Это было все равно, что обнародовать призыв к убийству. В Древнем Риме на воротах цирка тоже помещали имена тех, кому предстояло быть убитым.
Двадцать девятого августа Коммуна ощутила себя настолько сильной, что напала на самое прессу, эту власть, о которую разбиваются все прочие власти.
Жире-Дюпре, жирондист школы Луве, молодой, смелый, насмешливый, подвергся преследованиям за статью в газете, и на него была устроена настоящая облава в Париже; Коммуне донесли, что он укрылся в военном министерстве, у Сервана, жирондиста, подобно ему. Коммуна взяла военное министерство в осаду.

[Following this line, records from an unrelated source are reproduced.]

//! Sortlab Core
//!
//! In-place sorting algorithms over `i32` slices, a seedable random-array
//! generator for benchmark inputs, and helpers for verifying sort output.
//!
//! ```
//! use sortlab_core::{merge_sort, quick_sort};
//!
//! let mut xs = vec![5, 1, -6, 1, 56];
//! quick_sort(&mut xs);
//! assert_eq!(xs, vec![-6, 1, 1, 5, 56]);
//!
//! let mut ys = vec![3, 2, 1];
//! merge_sort(&mut ys);
//! assert_eq!(ys, vec![1, 2, 3]);
//! ```

pub mod algorithm;
pub mod error;
pub mod heap;
pub mod insertion;
pub mod merge;
pub mod quick;
pub mod random;
pub mod selection;
pub mod verify;

pub use algorithm::Algorithm;
pub use error::SortError;
pub use heap::{heap_sort, heap_sort_by};
pub use insertion::{insertion_sort, insertion_sort_by};
pub use merge::{merge_sort, merge_sort_by};
pub use quick::{quick_sort, quick_sort_by};
pub use random::{random_array, RandomArrayGenerator};
pub use selection::{selection_sort, selection_sort_by};
pub use verify::{check_sorted, is_permutation, is_sorted, Violation};
//! Sortlab CLI library: configuration, benchmark harness and reporting
//! behind the `sortlab` binary.

pub mod bench;
pub mod colors;
pub mod commands;
pub mod config;
pub mod error;
pub mod logging;
pub mod report;
//! Insertion sort: stable, in place, O(n²) worst case and O(n) on sorted input.

use std::cmp::Ordering;

/// Sort `arr` ascending by shifting larger elements right.
pub fn insertion_sort(arr: &mut [i32]) {
    insertion_sort_by(arr, |a, b| a.cmp(&b));
}

/// Insertion sort driven by `compare`.
///
/// An element only moves past a predecessor that compares `Greater`, so
/// equal elements keep their input order.
pub fn insertion_sort_by<F>(arr: &mut [i32], mut compare: F)
where
    F: FnMut(i32, i32) -> Ordering,
{
    for i in 1..arr.len() {
        let val = arr[i];
        let mut j = i;
        while j > 0 && compare(arr[j - 1], val) == Ordering::Greater {
            arr[j] = arr[j - 1];
            j -= 1;
        }
        arr[j] = val;
    }
}

#[cfg(test)]
mod tests {
    use super::*;

    #[test]
    fn sorts_mixed_values() {
        let mut xs = vec![7, 31, 54, 0, 2, 4, 5, 1, 2, 10, 8];
        insertion_sort(&mut xs);
        assert_eq!(xs, vec![0, 1, 2, 2, 4, 5, 7, 8, 10, 31, 54]);
    }

    #[test]
    fn empty_and_single_are_noops() {
        let mut empty: Vec<i32> = vec![];
        insertion_sort(&mut empty);
        assert!(empty.is_empty());

        let mut one = vec![42];
        insertion_sort(&mut one);
        assert_eq!(one, vec![42]);
    }

    #[test]
    fn reverse_input() {
        let mut xs: Vec<i32> = (0..50).rev().collect();
        insertion_sort(&mut xs);
        assert_eq!(xs, (0..50).collect::<Vec<_>>());
    }

    #[test]
    fn sort_by_descending() {
        let mut xs = vec![1, 3, 2];
        insertion_sort_by(&mut xs, |a, b| b.cmp(&a));
        assert_eq!(xs, vec![3, 2, 1]);
    }

    #[test]
    fn keeps_equal_keys_in_order() {
        // key in the tens digit, tag in the ones digit
        let mut xs = vec![31, 32, 10, 20, 33];
        insertion_sort_by(&mut xs, |a, b| (a / 10).cmp(&(b / 10)));
        assert_eq!(xs, vec![10, 20, 31, 32, 33]);
    }
}
//! Output of the small subcommands (`sort`, `generate`, `list`).

use crate::colors;
use crate::error::CliError;
use sortlab_core::{Algorithm, RandomArrayGenerator};
use strum::IntoEnumIterator;

fn join(values: &[i32]) -> String {
    values
        .iter()
        .map(|v| v.to_string())
        .collect::<Vec<_>>()
        .join(" ")
}

/// Sort `values` with `algorithm` and format them space-separated.
pub fn sort_values(algorithm: Algorithm, mut values: Vec<i32>) -> String {
    algorithm.sort(&mut values);
    join(&values)
}

/// Generate `n` values in `[low, high]` and format them space-separated.
pub fn generate_values(n: usize, low: i32, high: i32, seed: Option<u64>) -> Result<String, CliError> {
    let mut generator = match seed {
        Some(seed) => RandomArrayGenerator::seeded(seed),
        None => RandomArrayGenerator::from_entropy(),
    };
    Ok(join(&generator.generate(n, low, high)?))
}

/// One line per algorithm: name, stability and complexity.
pub fn list_algorithms() -> String {
    let mut out = String::new();
    for algorithm in Algorithm::iter() {
        let name: &'static str = algorithm.into();
        // pad before coloring so escape codes do not skew the columns
        let stability = if algorithm.is_stable() {
            colors::green(&format!("{:<8}", "stable"))
        } else {
            colors::gray(&format!("{:<8}", "unstable"))
        };
        out.push_str(&format!(
            "{} {} {}\n",
            colors::cyan(&format!("{:<10}", name)),
            stability,
            algorithm.complexity()
        ));
    }
    out
}
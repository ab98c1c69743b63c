use std::sync::Arc;

use crate::device::Device;
use crate::layout::MinibatchLayout;
use crate::matrix::Matrix;
use crate::ops::OpKind;

/// Stable handle to a node in a [`crate::graph::ComputationGraph`] arena.
///
/// Handles are plain indices: the arena never removes individual nodes, so a
/// `NodeId` stays valid for the lifetime of its graph and can be stored in
/// input lists and plans without ownership concerns.
#[derive(Debug, Clone, Copy, PartialEq, Eq, Hash, PartialOrd, Ord)]
pub struct NodeId(pub(crate) usize);

impl NodeId {
    pub fn index(self) -> usize {
        self.0
    }
}

impl std::fmt::Display for NodeId {
    fn fmt(&self, f: &mut std::fmt::Formatter<'_>) -> std::fmt::Result {
        write!(f, "#{}", self.0)
    }
}

/// Scope selection for [`crate::graph::ComputationGraph::clone_node`].
///
/// The two scopes are independent: `VALUE` copies the value-bearing state of
/// the node (device, buffers, gradient requirement), `LINKS` copies its
/// input wiring, and `ALL` combines both.
#[derive(Debug, Clone, Copy, PartialEq, Eq)]
pub struct CopyFlags(u8);

impl CopyFlags {
    /// Copy only the operator kind: a fresh, unwired node of the same
    /// operation.
    pub const NONE: CopyFlags = CopyFlags(0);
    pub const VALUE: CopyFlags = CopyFlags(1);
    pub const LINKS: CopyFlags = CopyFlags(1 << 1);
    pub const ALL: CopyFlags = CopyFlags(Self::VALUE.0 | Self::LINKS.0);

    pub fn contains(self, other: CopyFlags) -> bool {
        self.0 & other.0 == other.0
    }
}

impl std::ops::BitOr for CopyFlags {
    type Output = CopyFlags;

    fn bitor(self, rhs: CopyFlags) -> CopyFlags {
        CopyFlags(self.0 | rhs.0)
    }
}

/// Traversal bookkeeping used by ordering and loop detection.
///
/// Cleared wholesale before every ordering run so repeated runs on an
/// unchanged graph reproduce identical results.
#[derive(Debug, Clone, Default)]
pub(crate) struct TraversalState {
    /// Position in the depth-first postorder of the last enumeration.
    pub visit_order: usize,
    pub visited: bool,
    /// Tarjan discovery index; `None` before the node is reached.
    pub scc_index: Option<usize>,
    pub scc_low_link: usize,
    pub on_stack: bool,
    /// Identifier of the recurrent loop this node belongs to, if any.
    pub loop_id: Option<usize>,
}

/// One node of the computation graph.
///
/// A node owns its value buffer, its optional gradient buffer (allocated
/// exactly when `needs_gradient` is set), an optional pool-managed scratch
/// buffer, and a shared handle to the layout of the currently bound
/// minibatch. Inputs are arena handles; the node does not own its children.
#[derive(Debug)]
pub struct Node {
    pub(crate) name: String,
    pub(crate) kind: OpKind,
    pub(crate) device: Device,
    pub(crate) inputs: Vec<NodeId>,
    pub(crate) value: Matrix,
    pub(crate) gradient: Option<Matrix>,
    pub(crate) scratch: Option<Matrix>,
    pub(crate) layout: Option<Arc<MinibatchLayout>>,
    pub(crate) needs_gradient: bool,
    /// Last-recompute stamp, drawn from the graph's monotonic counter.
    pub(crate) stamp: u64,
    pub(crate) traversal: TraversalState,
}

impl Node {
    pub(crate) fn new(name: String, kind: OpKind, stamp: u64) -> Self {
        let value = match &kind {
            OpKind::Parameter { rows, cols, .. } => Matrix::zeros(*rows, *cols),
            OpKind::Input { rows } => Matrix::zeros(*rows, 0),
            _ => Matrix::default(),
        };
        Node {
            name,
            kind,
            device: Device::Cpu,
            inputs: Vec::new(),
            value,
            gradient: None,
            scratch: None,
            layout: None,
            needs_gradient: false,
            stamp,
            traversal: TraversalState::default(),
        }
    }

    pub fn name(&self) -> &str {
        &self.name
    }

    pub fn kind(&self) -> &OpKind {
        &self.kind
    }

    pub fn device(&self) -> Device {
        self.device
    }

    pub fn inputs(&self) -> &[NodeId] {
        &self.inputs
    }

    pub fn value(&self) -> &Matrix {
        &self.value
    }

    /// Gradient buffer; present exactly when [`Self::needs_gradient`] holds.
    pub fn gradient(&self) -> Option<&Matrix> {
        self.gradient.as_ref()
    }

    pub fn layout(&self) -> Option<&Arc<MinibatchLayout>> {
        self.layout.as_ref()
    }

    pub fn needs_gradient(&self) -> bool {
        self.needs_gradient
    }

    pub fn stamp(&self) -> u64 {
        self.stamp
    }

    /// Loop membership assigned by the last loop detection, if any.
    pub fn loop_id(&self) -> Option<usize> {
        self.traversal.loop_id
    }
}

#[cfg(test)]
mod tests {
    use super::*;

    #[test]
    fn test_copy_flags_scopes() {
        assert!(CopyFlags::ALL.contains(CopyFlags::VALUE));
        assert!(CopyFlags::ALL.contains(CopyFlags::LINKS));
        assert!(!CopyFlags::VALUE.contains(CopyFlags::LINKS));
        assert_eq!(CopyFlags::VALUE | CopyFlags::LINKS, CopyFlags::ALL);
    }

    #[test]
    fn test_leaf_nodes_size_their_values() {
        let p = Node::new(
            "w".to_string(),
            OpKind::Parameter {
                rows: 3,
                cols: 2,
                update_enabled: true,
            },
            0,
        );
        assert_eq!(p.value().shape(), (3, 2));

        let x = Node::new("x".to_string(), OpKind::Input { rows: 4 }, 1);
        assert_eq!(x.value().shape(), (4, 0));

        let op = Node::new("sum".to_string(), OpKind::Plus, 2);
        assert!(op.value().is_empty());
    }
}
use crate::device::Device;
use thiserror::Error;

/// Broad failure classes for engine errors.
///
/// Every [`TempoGraphError`] variant maps onto exactly one category via
/// [`TempoGraphError::category`], so callers can route handling policy
/// without matching on individual variants.
#[derive(Debug, Clone, Copy, PartialEq, Eq, Hash)]
pub enum ErrorCategory {
    /// The graph or a node was built, wired or configured incorrectly.
    Configuration,
    /// A structurally valid graph hit an inconsistency while running.
    Runtime,
    /// An internal contract of the engine itself was broken.
    LogicInvariant,
}

/// Custom error type for the Tempograph engine.
#[derive(Error, Debug, PartialEq, Clone)] // PartialEq/Clone for easier testing
pub enum TempoGraphError {
    #[error("Duplicate node name '{name}'")]
    DuplicateNodeName { name: String },

    #[error("No node named '{name}' in the graph")]
    NodeNotFound { name: String },

    #[error("Node '{node}' ({operation}) references input id {input_id} outside the arena of {arena_len} nodes")]
    DanglingInput {
        node: String,
        operation: String,
        input_id: usize,
        arena_len: usize,
    },

    #[error("Arity mismatch for '{node}' ({operation}): expected {expected} inputs, got {actual}")]
    ArityMismatch {
        node: String,
        operation: String,
        expected: usize,
        actual: usize,
    },

    #[error("Shape mismatch for '{node}' ({operation}): expected {expected:?}, got {actual:?}")]
    ShapeMismatch {
        node: String,
        operation: String,
        expected: (usize, usize),
        actual: (usize, usize),
    },

    #[error("Validation of '{node}' ({operation}) found input '{input}' with an empty buffer")]
    EmptyInput {
        node: String,
        operation: String,
        input: String,
    },

    #[error("Invalid wiring for '{node}' ({operation}): {message}")]
    InvalidWiring {
        node: String,
        operation: String,
        message: String,
    },

    #[error("Recurrent loop {loop_id} ({members:?}) contains no delay operator")]
    LoopWithoutDelay { loop_id: usize, members: Vec<String> },

    #[error("Recurrent loop {loop_id} has a same-timestep dependency cycle among {members:?}")]
    SameInstantCycle { loop_id: usize, members: Vec<String> },

    #[error("Invalid parameter initialization: {message}")]
    InvalidInitialization { message: String },

    #[error("Backward requires a scalar root: '{node}' has shape {shape:?}")]
    BackwardNonScalarRoot { node: String, shape: (usize, usize) },

    #[error("Matrix creation error: data length {data_len} does not fill {rows}x{cols}")]
    MatrixCreation {
        rows: usize,
        cols: usize,
        data_len: usize,
    },

    #[error("Layout mismatch for '{node}' ({operation}): layout spans {expected} columns, buffer has {actual}")]
    LayoutMismatch {
        node: String,
        operation: String,
        expected: usize,
        actual: usize,
    },

    #[error("No minibatch layout bound to '{node}' ({operation})")]
    LayoutMissing { node: String, operation: String },

    #[error("Frame {time} out of range for '{node}' ({operation}) with {steps} timesteps")]
    FrameOutOfRange {
        node: String,
        operation: String,
        time: usize,
        steps: usize,
    },

    #[error("Device mismatch for '{node}' ({operation}): expected {expected:?}, got {actual:?}")]
    DeviceMismatch {
        node: String,
        operation: String,
        expected: Device,
        actual: Device,
    },

    #[error("Unsupported operation: {0}")]
    UnsupportedOperation(String),

    #[error("Serialization error: {0}")]
    Serialization(String),

    #[error("Masking expects one column per layout cell: layout spans {expected} columns, buffer has {actual}")]
    MaskingSpan { expected: usize, actual: usize },

    #[error("'{node}' ({operation}) evaluates whole batches only and was given a partial frame")]
    WholeBatchOnly { node: String, operation: String },

    #[error("Gradient requested for '{node}' ({operation}) which does not carry gradients")]
    GradientNotEnabled { node: String, operation: String },

    #[error("Internal error: {0}")]
    InternalError(String),
}

impl TempoGraphError {
    /// Maps this error onto its broad failure class.
    pub fn category(&self) -> ErrorCategory {
        use TempoGraphError::*;
        match self {
            DuplicateNodeName { .. }
            | NodeNotFound { .. }
            | DanglingInput { .. }
            | ArityMismatch { .. }
            | ShapeMismatch { .. }
            | EmptyInput { .. }
            | InvalidWiring { .. }
            | LoopWithoutDelay { .. }
            | SameInstantCycle { .. }
            | InvalidInitialization { .. }
            | BackwardNonScalarRoot { .. }
            | MatrixCreation { .. } => ErrorCategory::Configuration,
            LayoutMismatch { .. }
            | LayoutMissing { .. }
            | FrameOutOfRange { .. }
            | DeviceMismatch { .. }
            | UnsupportedOperation(_)
            | Serialization(_) => ErrorCategory::Runtime,
            MaskingSpan { .. }
            | WholeBatchOnly { .. }
            | GradientNotEnabled { .. }
            | InternalError(_) => ErrorCategory::LogicInvariant,
        }
    }
}

#[cfg(test)]
mod tests {
    use super::*;

    #[test]
    fn test_category_mapping() {
        let config = TempoGraphError::ArityMismatch {
            node: "h".to_string(),
            operation: "Plus".to_string(),
            expected: 2,
            actual: 1,
        };
        assert_eq!(config.category(), ErrorCategory::Configuration);

        let runtime = TempoGraphError::LayoutMismatch {
            node: "x".to_string(),
            operation: "Input".to_string(),
            expected: 8,
            actual: 6,
        };
        assert_eq!(runtime.category(), ErrorCategory::Runtime);

        let logic = TempoGraphError::WholeBatchOnly {
            node: "crit".to_string(),
            operation: "SumOfSquares".to_string(),
        };
        assert_eq!(logic.category(), ErrorCategory::LogicInvariant);
    }

    #[test]
    fn test_messages_carry_context() {
        let err = TempoGraphError::ShapeMismatch {
            node: "z".to_string(),
            operation: "Times".to_string(),
            expected: (3, 4),
            actual: (5, 4),
        };
        let msg = err.to_string();
        assert!(msg.contains("'z'"));
        assert!(msg.contains("Times"));
        assert!(msg.contains("(3, 4)"));
        assert!(msg.contains("(5, 4)"));
    }
}
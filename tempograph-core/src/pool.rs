use std::collections::HashMap;

use crate::device::Device;
use crate::matrix::Matrix;

/// Running counters of pool traffic, for diagnostics and tests.
#[derive(Debug, Clone, Copy, Default, PartialEq, Eq)]
pub struct PoolStats {
    /// Checkouts served, from cache or fresh allocation.
    pub requests: u64,
    /// Checkouts served from a free list instead of allocating.
    pub hits: u64,
    /// Buffers returned to the pool.
    pub releases: u64,
}

/// Shape-keyed recycling pool for transient sweep buffers.
///
/// Buffers are keyed by `(device, rows, cols)`. Release pushes onto the
/// shape's free list and checkout pops the most recently released entry, so
/// repeated sweeps with a stable set of scratch shapes stop allocating after
/// the first one.
///
/// Checked-out buffers arrive with unspecified contents; requesting code
/// must not read before writing. The pool does not police release timing:
/// returning a buffer while some later computation still holds a use for it
/// is a contract violation of the releasing node, not something detected
/// here.
#[derive(Debug, Default)]
pub struct BufferPool {
    free: HashMap<(Device, usize, usize), Vec<Matrix>>,
    stats: PoolStats,
}

impl BufferPool {
    pub fn new() -> Self {
        Self::default()
    }

    /// Checks out a `rows x cols` buffer on `device`.
    pub fn checkout(&mut self, device: Device, rows: usize, cols: usize) -> Matrix {
        self.stats.requests += 1;
        if let Some(list) = self.free.get_mut(&(device, rows, cols)) {
            if let Some(buffer) = list.pop() {
                self.stats.hits += 1;
                return buffer;
            }
        }
        Matrix::new(rows, cols, device)
    }

    /// Returns a buffer to the free list matching its shape and device.
    pub fn release(&mut self, buffer: Matrix) {
        self.stats.releases += 1;
        let key = (buffer.device(), buffer.rows(), buffer.cols());
        self.free.entry(key).or_default().push(buffer);
    }

    pub fn stats(&self) -> PoolStats {
        self.stats
    }

    /// Drops every cached buffer. Counters keep their values.
    pub fn clear(&mut self) {
        self.free.clear();
    }

    /// Number of buffers currently sitting in free lists.
    pub fn cached(&self) -> usize {
        self.free.values().map(Vec::len).sum()
    }
}

#[cfg(test)]
mod tests {
    use super::*;

    #[test]
    fn test_checkout_release_checkout_hits() {
        let mut pool = BufferPool::new();
        let a = pool.checkout(Device::Cpu, 10, 10);
        assert_eq!(pool.stats().requests, 1);
        assert_eq!(pool.stats().hits, 0);
        pool.release(a);
        assert_eq!(pool.stats().releases, 1);
        let _b = pool.checkout(Device::Cpu, 10, 10);
        let stats = pool.stats();
        assert_eq!(stats.requests, 2);
        assert_eq!(stats.hits, 1);
    }

    #[test]
    fn test_shapes_do_not_cross() {
        let mut pool = BufferPool::new();
        let a = pool.checkout(Device::Cpu, 4, 4);
        pool.release(a);
        let _b = pool.checkout(Device::Cpu, 4, 5);
        assert_eq!(pool.stats().hits, 0);
        assert_eq!(pool.cached(), 1);
    }

    #[test]
    fn test_devices_do_not_cross() {
        let mut pool = BufferPool::new();
        let mut a = pool.checkout(Device::Cpu, 2, 2);
        a.to_device(Device::Gpu);
        pool.release(a);
        let _b = pool.checkout(Device::Cpu, 2, 2);
        assert_eq!(pool.stats().hits, 0);
    }

    #[test]
    fn test_most_recent_release_wins() {
        let mut pool = BufferPool::new();
        let mut first = pool.checkout(Device::Cpu, 1, 2);
        first.fill(1.0);
        let mut second = pool.checkout(Device::Cpu, 1, 2);
        second.fill(2.0);
        pool.release(first);
        pool.release(second);
        // LIFO: the last released buffer comes back first.
        let got = pool.checkout(Device::Cpu, 1, 2);
        assert_eq!(got.data(), &[2.0, 2.0]);
    }

    #[test]
    fn test_clear_keeps_counters() {
        let mut pool = BufferPool::new();
        let a = pool.checkout(Device::Cpu, 3, 3);
        pool.release(a);
        pool.clear();
        assert_eq!(pool.cached(), 0);
        assert_eq!(pool.stats().releases, 1);
        let _b = pool.checkout(Device::Cpu, 3, 3);
        assert_eq!(pool.stats().hits, 0);
    }
}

Это было уже чересчур, и Законодательное собрание понимало, что ему нельзя смириться с подобной обидой, нанесенной его министру; оно призвало к ответу Югнена, председателя Коммуны.
Югнен воздержался от прихода в Законодательное собрание, ибо прийти туда означало признать верховенство Законодательного собрания над Коммуной.
И тогда, загнанное в угол, Законодательное собрание постановило распустить Коммуну.
В городе начались волнения, которые были на руку Законодательному собранию, и какое-то время было неясно, на чьей стороне окажется победа.
Секция улицы Менял, председателем которой был Луве, заявила, что общий совет Коммуны повинен в узурпации власти.
Камбон потребовал постановить, что члены Коммуны могут иметь лишь те полномочия, какие они получили от народа.
Наконец 30 августа, в пять часов вечера, депутаты приняли решение, что гражданин Югнен, отказавшийся явиться в Законодательное собрание, будет приведен туда силой и что состав новой Коммуны будет назначен секциями в течение двадцати четырех часов.
Что же касается прежней Коммуны, то Законодательное собрание своим указом постановило, что она имеет немалые заслуги перед отечеством: «Ornandum et tollendum»[3] сказал Цицерон по поводу молодого Августа, которому, со своей стороны, предстояло пролить крови ничуть не меньше, чем Коммуне.
Коммуна была крайне изумлена, узнав об этих противоречивых указах; Робеспьер был возмущен ими настолько, что выступил с открытым, ясным и смелым предложением.
— Если Законодательное собрание не отступит от своих указов, — заявил он, — мы призовем людей к оружию!
Тальен предложил то же самое в секции Терм; Люилье, беззаветно преданный Робеспьеру, — в секции Моконсей.
Тальен вызвался лично исполнить то, что было им предложено.
Около одиннадцати часов вечера он отправился к Манежу, ведя за собой множество людей, вооруженных пиками, и заявляя, что это Коммуна своими руками возвела депутатов Законодательного собрания в ранг представителей свободного народа.
— Впрочем, — добавлял он, — всего через несколько дней земля свободы будет очищена от присутствия ее врагов.
Правда, Тальен дал это обещание по поводу священников, однако Марат повторял его по поводу кого угодно.
Ибо Марат, этот уродливый кровопийца, тоже был в муниципалитете! Ему даже пальцем не пришлось пошевелить для этого; Марат не мог быть избран в Коммуну, ибо он не входил в общий совет, в число тех комиссаров секций, которые создали его 10 августа; однако 23 августа Коммуна постановила, что в зале заседаний муниципалитета будет построена трибуна для журналиста; этим журналистом был Марат.
Так что Марат не входил в состав Коммуны, но при этом господствовал над ней физически и морально со своей трибуны.
Панис, этот беспрекословный исполнитель воли Робеспьера и зять Сантера, имевший благодаря этому поддержку как якобинцев, так и жителей предместий, опиравшийся как на силу ума, так и на силу власти, получил право единолично выбрать трех человек, чтобы пополнить состав надзорного комитета.
Панис не осмелился выбрать Марата; он выбрал Сержана, художника, который только что руководил торжественной церемонией в честь погибших 10 августа, перед этим руководил ритуалом провозглашения отечества в опасности и, не осмелившись руководить 2 сентября, рано утром уехал в Шампань. Итак, Панис выбрал Сержана, Дюплена и Журдёя, которые взяли себе в коллеги пять человек: Дефорга, Гермёра, Ланфана, Леклера и Дюрфора, а затем еще и шестого; посмотрите на подлинный документ об этих назначениях, хранящийся в префектуре полиции: имя шестого находится на полях, в сноске, и завизировано лишь одной рукой.